The DRC Ministry of Health has now confirmed 1,561 cases in the outbreak, with the epicenter in Ituri province and significant transmission in North and South Kivu provinces, as well. Thirty-three of the DRC cases are new, as are 14 of the deaths. Neighboring Uganda has 20 cases, two of them fatal.
Yesterday healthcare workers in Ituri issued a 24-hour notice of an impending strike, saying working conditions were too poor to continue. They reported unpaid benefits, low wages, and inadequate supplies since the outbreak officially began in May.
The strike could hinder the execution of two experimental therapies that were launched this past week in the DRC. Enrollees will be given the antiviral drug remdesivir, the experimental antibody treatment MBP134, or a combination of both, with survival rates calculated during a 28-day follow-up period.
Local residents in the hard-hit city of Bunia told news media that the trial is the first sign of hope they have had in weeks that the outbreak would be contained and stopped.
WHO lists first diagnostic test for Bundibugyo
In related news, the World Health Organization (WHO) also added the first diagnostic test for the Ebola Bundibugyo virus to its emergency use listing. The test can quickly confirm infection in blood samples.
Experts suspect tests given in the DRC throughout the spring may have missed early infections caused by the Bundibugyo strain, instead only assessing for the more common Zaire strain of the Ebola virus.
During a fast-moving outbreak, timely access to quality-assured diagnostic tests can make a critical difference in containing transmission.
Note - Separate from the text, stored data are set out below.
impl<'a> Resolver<'a> {
    /// Literals and local variables only.
    #[must_use]
    pub fn local(registry: &'a PackageRegistry) -> Self {
        Self {
            registry,
            common: None,
            follow_calls: false,
        }
    }

    /// Follows calls through `common`, the current package and `registry`.
    #[must_use]
    pub fn complete(registry: &'a PackageRegistry, common: &'a CommonSchemas) -> Self {
        Self {
            registry,
            common: Some(common),
            follow_calls: true,
        }
    }

    /// Resolves any schema-valued expression.
    #[must_use]
    pub fn resolve(&self, site: Site<'a>, node: Node<'a>) -> Option<Resolved> {
        self.value(site, node, &mut Guard::default())
    }

    /// Resolves a `map[string]*Schema` composite literal.
    #[must_use]
    pub fn schema_map(&self, site: Site<'a>, literal: Node<'a>) -> SchemaMap {
        self.map_literal(site, literal, &mut Guard::default())
    }

    /// Reads a standalone `Schema` composite literal.
    #[must_use]
    pub fn schema(&self, site: Site<'a>, literal: Node<'a>) -> SchemaInfo {
        let mut guard = Guard::default();
        match literal_body(literal) {
            Some(body) => self.schema_body(site, literal, body, &mut guard),
            None => SchemaInfo::default(),
        }
    }

    /// Declaration targeted by a call's function expression: a function in
    /// the current package, a function in an imported package, or a method
    /// whose receiver type can be read off the operand.
    #[must_use]
    pub fn callee(&self, site: Site<'a>, function: Node<'a>) -> Option<(Site<'a>, Node<'a>)> {
        let file = site.file;
        match function.kind() {
            "identifier" => site
                .package
                .find_function(file.text(function))
                .map(|(f, decl)| (Site::new(site.package, f), decl)),
            "selector_expression" => {
                let (operand, field) = ast::selector_parts(function)?;
                let name = file.text(field);
                let operand = strip_address(ast::unwrap_expr(operand));
                if operand.kind() == "identifier" {
                    if let Some(path) = self.registry.resolve_import(file, file.text(operand)) {
                        let package: &'a GoPackage = self.registry.get(path)?;
                        let (f, decl) = package.find_function(name)?;
                        return Some((Site::new(package, f), decl));
                    }
                }
                let (package, owner) = self.operand_type(site, operand)?;
                let (f, decl) = package.find_method(owner, name)?;
                Some((Site::new(package, f), decl))
            }
            _ => None,
        }
    }

    fn value(&self, site: Site<'a>, node: Node<'a>, guard: &mut Guard) -> Option<Resolved> {
        match SchemaExpr::classify(node)? {
            SchemaExpr::Literal(literal) => self.literal(site, literal, guard),
            SchemaExpr::Call(call) => self.call(site, call, guard),
            SchemaExpr::TracedVariable(ident) => {
                let definition = trace_variable(site.file, ident)?;
                if !guard.enter(site.file.node_ref(definition)) {
                    return None;
                }
                let resolved = self.value(site, definition, guard);
                guard.leave();
                resolved
            }
        }
    }

    fn literal(&self, site: Site<'a>, literal: Node<'a>, guard: &mut Guard) -> Option<Resolved> {
        if literal.kind() == "literal_value" {
            return Some(Resolved::Schema(self.schema_body(site, literal, literal, guard)));
        }
        let ty = literal_type(literal)?;
        let body = literal_body(literal)?;
        if is_schema_map_type(site.file, ty) {
            Some(Resolved::Map(self.map_literal(site, literal, guard)))
        } else if is_schema_type(site.file, ty) {
            Some(Resolved::Schema(self.schema_body(site, literal, body, guard)))
        } else if is_resource_type(site.file, ty) {
            self.resource_block(site, body, guard).map(Resolved::Block)
        } else {
            None
        }
    }

    fn call(&self, site: Site<'a>, call: Node<'a>, guard: &mut Guard) -> Option<Resolved> {
        if !self.follow_calls {
            return None;
        }
        let (function, args) = ast::call_parts(call)?;
        if let Some(info) = self.common_schema(site, function) {
            return Some(Resolved::Schema(info.clone()));
        }

        if let Some((target, decl)) = self.callee(site, function) {
            if !guard.enter(target.file.node_ref(decl)) {
                return None;
            }
            let resolved = return_expression(decl).and_then(|e| self.value(target, e, guard));
            guard.leave();
            if resolved.is_some() {
                return resolved;
            }
        }

        self.merge_call(site, &args, guard)
    }

    /// `merge(base, overlay)`-style helpers whose body cannot be followed.
    fn merge_call(&self, site: Site<'a>, args: &[Node<'a>], guard: &mut Guard) -> Option<Resolved> {
        let [base, overlay, ..] = args else {
            return None;
        };
        let Some(Resolved::Map(base)) = self.value(site, *base, guard) else {
            return None;
        };
        let Some(Resolved::Map(overlay)) = self.value(site, *overlay, guard) else {
            return None;
        };
        Some(Resolved::Map(SchemaMap::merge(base, overlay)))
    }

    fn common_schema(&self, site: Site<'a>, function: Node<'a>) -> Option<&'a SchemaInfo> {
        let common = self.common?;
        let (operand, field) = ast::selector_parts(function)?;
        if operand.kind() != "identifier" {
            return None;
        }
        let path = self.registry.resolve_import(site.file, site.file.text(operand))?;
        common.get(path, site.file.text(field))
    }

    fn map_literal(&self, site: Site<'a>, literal: Node<'a>, guard: &mut Guard) -> SchemaMap {
        let file = site.file;
        let mut map = SchemaMap {
            id: file.node_ref(literal),
            position: file.position(literal),
            nested: is_under_elem(file, literal),
            fields: Vec::new(),
            unresolved: 0,
            unresolved_keys: Vec::new(),
        };
        let Some(body) = literal_body(literal) else {
            return map;
        };

        for entry in ast::literal_entries(body) {
            let key = entry.key.filter(|k| ast::is_string_literal(*k));
            let info = match self.value(site, entry.value, guard) {
                Some(Resolved::Schema(info)) => Some(info),
                _ => None,
            };
            match (key, info) {
                (Some(key), Some(info)) => map.fields.push(SchemaField {
                    name: ast::unquote(file.text(key)).to_owned(),
                    info,
                    position: map.fields.len(),
                    file: file.key(),
                    key_position: file.position(key),
                }),
                (key, None) => {
                    debug!(
                        "Unresolved schema entry at {}:{}",
                        file.display_path().display(),
                        file.position(entry.node).line
                    );
                    map.unresolved += 1;
                    if let Some(key) = key {
                        map.unresolved_keys.push(UnresolvedKey {
                            name: ast::unquote(file.text(key)).to_owned(),
                            file: file.key(),
                            key_position: file.position(key),
                        });
                    }
                }
                (None, Some(_)) => {
                    debug!(
                        "Schema entry without a string key at {}:{}",
                        file.display_path().display(),
                        file.position(entry.node).line
                    );
                    map.unresolved += 1;
                }
            }
        }
        map
    }

    fn resource_block(&self, site: Site<'a>, body: Node<'a>, guard: &mut Guard) -> Option<SchemaMap> {
        let entry = ast::literal_entries(body)
            .into_iter()
            .find(|e| e.key.is_some_and(|k| site.file.text(k) == "Schema"))?;
        match self.value(site, entry.value, guard)? {
            Resolved::Map(map) => Some(map),
            _ => None,
        }
    }

    fn schema_body(
        &self,
        site: Site<'a>,
        anchor: Node<'a>,
        body: Node<'a>,
        guard: &mut Guard,
    ) -> SchemaInfo {
        let file = site.file;
        let mut info = SchemaInfo {
            file: Some(file.key()),
            position: file.position(anchor),
            ..SchemaInfo::default()
        };

        for entry in ast::literal_entries(body) {
            let Some(key) = entry.key else {
                continue;
            };
            let value = file.text(entry.value);
            let is_true = value == "true";
            let site_of = |node: Node<'_>| FlagSite {
                offset: node.start_byte(),
                position: file.position(node),
            };
            match file.text(key) {
                "Type" => {
                    info.schema_type = SchemaType::from_name(value.rsplit('.').next().unwrap_or(value));
                }
                "Required" => info.required = is_true,
                "Optional" => {
                    info.optional = is_true;
                    info.optional_at = is_true.then(|| site_of(entry.node));
                }
                "Computed" => {
                    info.computed = is_true;
                    info.computed_at = is_true.then(|| site_of(entry.node));
                }
                "ForceNew" => info.force_new = is_true,
                "ValidateFunc" | "ValidateDiagFunc" => info.has_validation = value != "nil",
                "MaxItems" => info.max_items = value.parse().ok(),
                "AtLeastOneOf" => info.at_least_one_of = value != "nil",
                "Elem" => {
                    let line = file.position(entry.node).line;
                    info.elem_line = Some(line);
                    info.elem_comment = file.comments_on_line(line).next().is_some();
                    info.elem = Some(match self.value(site, entry.value, guard) {
                        Some(Resolved::Block(mut map)) => {
                            map.nested = true;
                            SchemaElem::Block(map)
                        }
                        Some(Resolved::Schema(schema)) => SchemaElem::Schema(Box::new(schema)),
                        _ => SchemaElem::Unresolved,
                    });
                }
                _ => {}
            }
        }

        if let (Some(optional), Some(computed)) = (info.optional_at, info.computed_at) {
            if optional.offset < computed.offset {
                info.oc_note = file
                    .comments_between(optional.offset, computed.offset)
                    .any(|c| c.text.contains(OC_NOTE));
            }
        }
        info
    }

    /// Package and type name of a method-call operand.
    fn operand_type(&self, site: Site<'a>, operand: Node<'a>) -> Option<(&'a GoPackage, &'a str)> {
        let file = site.file;
        match operand.kind() {
            "composite_literal" => self.named_type(site, literal_type(operand)?),
            "identifier" => {
                let name = file.text(operand);
                if let Some(method) = ast::enclosing(operand, &["method_declaration"]) {
                    if receiver_var_name(file, method) == Some(name) {
                        return receiver_type_name(file, method).map(|t| (site.package, t));
                    }
                }
                let definition = strip_address(ast::unwrap_expr(trace_variable(file, operand)?));
                self.named_type(site, literal_type(definition)?)
            }
            "selector_expression" => {
                let (inner, field) = ast::selector_parts(operand)?;
                let (package, owner) = self.operand_type(site, strip_address(ast::unwrap_expr(inner)))?;
                self.field_type(package, owner, file.text(field))
            }
            _ => None,
        }
    }

    fn named_type(&self, site: Site<'a>, ty: Node<'a>) -> Option<(&'a GoPackage, &'a str)> {
        let name = type_name(site.file, ty)?;
        match type_qualifier(site.file, ty) {
            Some(alias) => {
                let path = self.registry.resolve_import(site.file, alias)?;
                let package: &'a GoPackage = self.registry.get(path)?;
                Some((package, name))
            }
            None => Some((site.package, name)),
        }
    }

    /// Type of field `field` of struct `owner`; embedded fields are named
    /// after their type.
    fn field_type(&self, package: &'a GoPackage, owner: &str, field: &str) -> Option<(&'a GoPackage, &'a str)> {
        let (file, spec) = package.find_type(owner)?;
        let declarations = struct_fields(spec)?;
        for declaration in declarations {
            let Some(ty) = declaration.child_by_field_name("type") else {
                continue;
            };
            let names = ast::field_names(declaration);
            let matches = if names.is_empty() {
                type_name(file, ty) == Some(field)
            } else {
                names.iter().any(|n| file.text(*n) == field)
            };
            if matches {
                return self.named_type(Site::new(package, file), ty);
            }
        }
        None
    }
}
“Public health emergencies require not only speed, but also confidence that the health products being used meet standards for quality, safety and performance,” Yukiko Nakatani, MD, PhD, WHO assistant director-general for health systems, access, and data, said in an agency press release. “During a fast-moving outbreak, timely access to quality-assured diagnostic tests can make a critical difference in containing transmission. Through this Emergency Use Listing, WHO is helping countries access trusted diagnostic tools more rapidly so that they can respond more effectively.”
In mid-May the WHO said the DRC had a capacity of approximately 200 to 400 tests per day, but it can now conduct more than 2,000 tests per day in a network of 10 laboratories across the affected provinces.
Despite increased testing, contact tracing remains difficult in the region, and a patient zero has still not been identified in this outbreak.